## PROBLEM STATEMENT
Nothing more is wanted than an exact repeat of the data below.

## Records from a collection
###
use std::time::Duration;

/// Reconnect delay schedule.
///
/// The first retry waits `initial`; each further retry multiplies the delay
/// by `multiplier` up to `max`. A successful open resets the schedule.
/// `jitter_ratio` spreads each delay by up to that fraction in either
/// direction.
#[derive(Debug, Clone)]
pub struct ReconnectPolicy {
    initial: Duration,
    max: Duration,
    multiplier: f64,
    jitter_ratio: f64,
    current: Duration,
}

impl ReconnectPolicy {
    pub fn new(initial: Duration, max: Duration, multiplier: f64, jitter_ratio: f64) -> Self {
        let initial = initial.max(Duration::from_millis(1));
        let max = max.max(initial);
        Self {
            initial,
            max,
            multiplier: if multiplier.is_finite() { multiplier.max(1.0) } else { 1.0 },
            jitter_ratio: if jitter_ratio.is_finite() {
                jitter_ratio.clamp(0.0, 1.0)
            } else {
                0.0
            },
            current: initial,
        }
    }

    /// Fixed delay between attempts.
    pub fn fixed(delay: Duration) -> Self {
        Self::new(delay, delay, 1.0, 0.0)
    }

    /// Delay before the next attempt. Advances the schedule.
    pub fn next_delay(&mut self) -> Duration {
        let base = self.current;
        self.current = base.mul_f64(self.multiplier).min(self.max);
        apply_jitter(base, self.jitter_ratio)
    }

    pub fn reset(&mut self) {
        self.current = self.initial;
    }

    /// Un-jittered delay the next call to [`Self::next_delay`] is based on.
    pub fn peek(&self) -> Duration {
        self.current
    }
}

fn apply_jitter(base: Duration, ratio: f64) -> Duration {
    if ratio <= 0.0 {
        return base;
    }
    // Uniform in [-1.0, 1.0].
    let unit = (rand::random::<u32>() as f64 / u32::MAX as f64) * 2.0 - 1.0;
    let factor = 1.0 + unit * ratio;
    base.mul_f64(factor.max(0.0))
}
use parking_lot::RwLock;
use schemars::JsonSchema;
use serde::{Deserialize, Serialize};
use std::fmt;
use std::sync::Arc;
use tokio::sync::watch;

use super::transport::Session;
use crate::error::RelayError;

/// Lifecycle of the single protocol connection.
#[derive(Debug, Clone, Copy, PartialEq, Eq, Serialize, Deserialize, JsonSchema)]
#[serde(rename_all = "snake_case")]
pub enum ConnectionState {
    Disconnected,
    AwaitingLink,
    Connected,
    /// Terminal until an operator relinks.
    LoggedOut,
}

impl ConnectionState {
    pub fn as_str(self) -> &'static str {
        match self {
            Self::Disconnected => "disconnected",
            Self::AwaitingLink => "awaiting_link",
            Self::Connected => "connected",
            Self::LoggedOut => "logged_out",
        }
    }
}

impl fmt::Display for ConnectionState {
    fn fmt(&self, f: &mut fmt::Formatter<'_>) -> fmt::Result {
        f.write_str(self.as_str())
    }
}

/// Shared view of the connection, created once per process.
///
/// The supervisor is the only writer; the relay and the HTTP surface hold
/// clones to read state and send.
#[derive(Clone)]
pub struct ConnectionHandle {
    inner: Arc<Inner>,
}

struct Inner {
    state: watch::Sender<ConnectionState>,
    session: RwLock<Option<Arc<dyn Session>>>,
    link_challenge: RwLock<Option<String>>,
    own_identity: RwLock<Option<String>>,
}

impl ConnectionHandle {
    pub fn new() -> Self {
        let (state, _) = watch::channel(ConnectionState::Disconnected);
        Self {
            inner: Arc::new(Inner {
                state,
                session: RwLock::new(None),
                link_challenge: RwLock::new(None),
                own_identity: RwLock::new(None),
            }),
        }
    }

    pub fn state(&self) -> ConnectionState {
        *self.inner.state.borrow()
    }

    pub fn subscribe(&self) -> watch::Receiver<ConnectionState> {
        self.inner.state.subscribe()
    }

    /// Latest link challenge, kept until the link opens.
    pub fn link_challenge(&self) -> Option<String> {
        self.inner.link_challenge.read().clone()
    }

    /// Identity of the linked account, once known.
    pub fn own_identity(&self) -> Option<String> {
        self.inner.own_identity.read().clone()
    }

    /// Send a text message. Valid only while [`ConnectionState::Connected`].
    pub async fn send(&self, to: &str, text: &str) -> Result<(), RelayError> {
        match self.state() {
            ConnectionState::Connected => {}
            ConnectionState::LoggedOut => return Err(RelayError::LoggedOut),
            ConnectionState::Disconnected | ConnectionState::AwaitingLink => {
                return Err(RelayError::NotConnected);
            }
        }

        let session = self
            .inner
            .session
            .read()
            .clone()
            .ok_or(RelayError::NotConnected)?;
        session
            .send_text(to, text)
            .await
            .map_err(|e| RelayError::TransientNetwork(format!("{e:#}")))
    }

    pub(crate) fn set_state(&self, next: ConnectionState) -> ConnectionState {
        let previous = self.inner.state.send_replace(next);
        if previous != next {
            tracing::info!(from = %previous, to = %next, "Connection state changed");
        }
        if next == ConnectionState::Connected {
            self.inner.link_challenge.write().take();
        }
        previous
    }

    pub(crate) fn set_link_challenge(&self, code: &str) {
        *self.inner.link_challenge.write() = Some(code.to_string());
    }

    pub(crate) fn set_own_identity(&self, identity: Option<String>) {
        *self.inner.own_identity.write() = identity;
    }

    pub(crate) fn attach(&self, session: Arc<dyn Session>) {
        *self.inner.session.write() = Some(session);
    }

    pub(crate) fn detach(&self) -> Option<Arc<dyn Session>> {
        self.inner.session.write().take()
    }
}

impl Default for ConnectionHandle {
    fn default() -> Self {
        Self::new()
    }
}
###
## ANSWER TO THE PROBLEM
use std::time::Duration;

/// Reconnect delay schedule.
///
/// The first retry waits `initial`; each further retry multiplies the delay
/// by `multiplier` up to `max`. A successful open resets the schedule.
/// `jitter_ratio` spreads each delay by up to that fraction in either
/// direction.
#[derive(Debug, Clone)]
pub struct ReconnectPolicy {
    initial: Duration,
    max: Duration,
    multiplier: f64,
    jitter_ratio: f64,
    current: Duration,
}

impl ReconnectPolicy {
    pub fn new(initial: Duration, max: Duration, multiplier: f64, jitter_ratio: f64) -> Self {
        let initial = initial.max(Duration::from_millis(1));
        let max = max.max(initial);
        Self {
            initial,
            max,
            multiplier: if multiplier.is_finite() { multiplier.max(1.0) } else { 1.0 },
            jitter_ratio: if jitter_ratio.is_finite() {
                jitter_ratio.clamp(0.0, 1.0)
            } else {
                0.0
            },
            current: initial,
        }
    }

    /// Fixed delay between attempts.
    pub fn fixed(delay: Duration) -> Self {
        Self::new(delay, delay, 1.0, 0.0)
    }

    /// Delay before the next attempt. Advances the schedule.
    pub fn next_delay(&mut self) -> Duration {
        let base = self.current;
        self.current = base.mul_f64(self.multiplier).min(self.max);
        apply_jitter(base, self.jitter_ratio)
    }

    pub fn reset(&mut self) {
        self.current = self.initial;
    }

    /// Un-jittered delay the next call to [`Self::next_delay`] is based on.
    pub fn peek(&self) -> Duration {
        self.current
    }
}

fn apply_jitter(base: Duration, ratio: f64) -> Duration {
    if ratio <= 0.0 {
        return base;
    }
    // Uniform in [-1.0, 1.0].
    let unit = (rand::random::<u32>() as f64 / u32::MAX as f64) * 2.0 - 1.0;
    let factor = 1.0 + unit * ratio;
    base.mul_f64(factor.max(0.0))
}
use parking_lot::RwLock;
use schemars::JsonSchema;
use serde::{Deserialize, Serialize};
use std::fmt;
use std::sync::Arc;
use tokio::sync::watch;

use super::transport::Session;
use crate::error::RelayError;

/// Lifecycle of the single protocol connection.
#[derive(Debug, Clone, Copy, PartialEq, Eq, Serialize, Deserialize, JsonSchema)]
#[serde(rename_all = "snake_case")]
pub enum ConnectionState {
    Disconnected,
    AwaitingLink,
    Connected,
    /// Terminal until an operator relinks.
    LoggedOut,
}

impl ConnectionState {
    pub fn as_str(self) -> &'static str {
        match self {
            Self::Disconnected => "disconnected",
            Self::AwaitingLink => "awaiting_link",
            Self::Connected => "connected",
            Self::LoggedOut => "logged_out",
        }
    }
}

impl fmt::Display for ConnectionState {
    fn fmt(&self, f: &mut fmt::Formatter<'_>) -> fmt::Result {
        f.write_str(self.as_str())
    }
}

/// Shared view of the connection, created once per process.
///
/// The supervisor is the only writer; the relay and the HTTP surface hold
/// clones to read state and send.
#[derive(Clone)]
pub struct ConnectionHandle {
    inner: Arc<Inner>,
}

struct Inner {
    state: watch::Sender<ConnectionState>,
    session: RwLock<Option<Arc<dyn Session>>>,
    link_challenge: RwLock<Option<String>>,
    own_identity: RwLock<Option<String>>,
}

impl ConnectionHandle {
    pub fn new() -> Self {
        let (state, _) = watch::channel(ConnectionState::Disconnected);
        Self {
            inner: Arc::new(Inner {
                state,
                session: RwLock::new(None),
                link_challenge: RwLock::new(None),
                own_identity: RwLock::new(None),
            }),
        }
    }

    pub fn state(&self) -> ConnectionState {
        *self.inner.state.borrow()
    }

    pub fn subscribe(&self) -> watch::Receiver<ConnectionState> {
        self.inner.state.subscribe()
    }

    /// Latest link challenge, kept until the link opens.
    pub fn link_challenge(&self) -> Option<String> {
        self.inner.link_challenge.read().clone()
    }

    /// Identity of the linked account, once known.
    pub fn own_identity(&self) -> Option<String> {
        self.inner.own_identity.read().clone()
    }

    /// Send a text message. Valid only while [`ConnectionState::Connected`].
    pub async fn send(&self, to: &str, text: &str) -> Result<(), RelayError> {
        match self.state() {
            ConnectionState::Connected => {}
            ConnectionState::LoggedOut => return Err(RelayError::LoggedOut),
            ConnectionState::Disconnected | ConnectionState::AwaitingLink => {
                return Err(RelayError::NotConnected);
            }
        }

        let session = self
            .inner
            .session
            .read()
            .clone()
            .ok_or(RelayError::NotConnected)?;
        session
            .send_text(to, text)
            .await
            .map_err(|e| RelayError::TransientNetwork(format!("{e:#}")))
    }

    pub(crate) fn set_state(&self, next: ConnectionState) -> ConnectionState {
        let previous = self.inner.state.send_replace(next);
        if previous != next {
            tracing::info!(from = %previous, to = %next, "Connection state changed");
        }
        if next == ConnectionState::Connected {
            self.inner.link_challenge.write().take();
        }
        previous
    }

    pub(crate) fn set_link_challenge(&self, code: &str) {
        *self.inner.link_challenge.write() = Some(code.to_string());
    }

    pub(crate) fn set_own_identity(&self, identity: Option<String>) {
        *self.inner.own_identity.write() = identity;
    }

    pub(crate) fn attach(&self, session: Arc<dyn Session>) {
        *self.inner.session.write() = Some(session);
    }

    pub(crate) fn detach(&self) -> Option<Arc<dyn Session>> {
        self.inner.session.write().take()
    }
}

impl Default for ConnectionHandle {
    fn default() -> Self {
        Self::new()
    }
}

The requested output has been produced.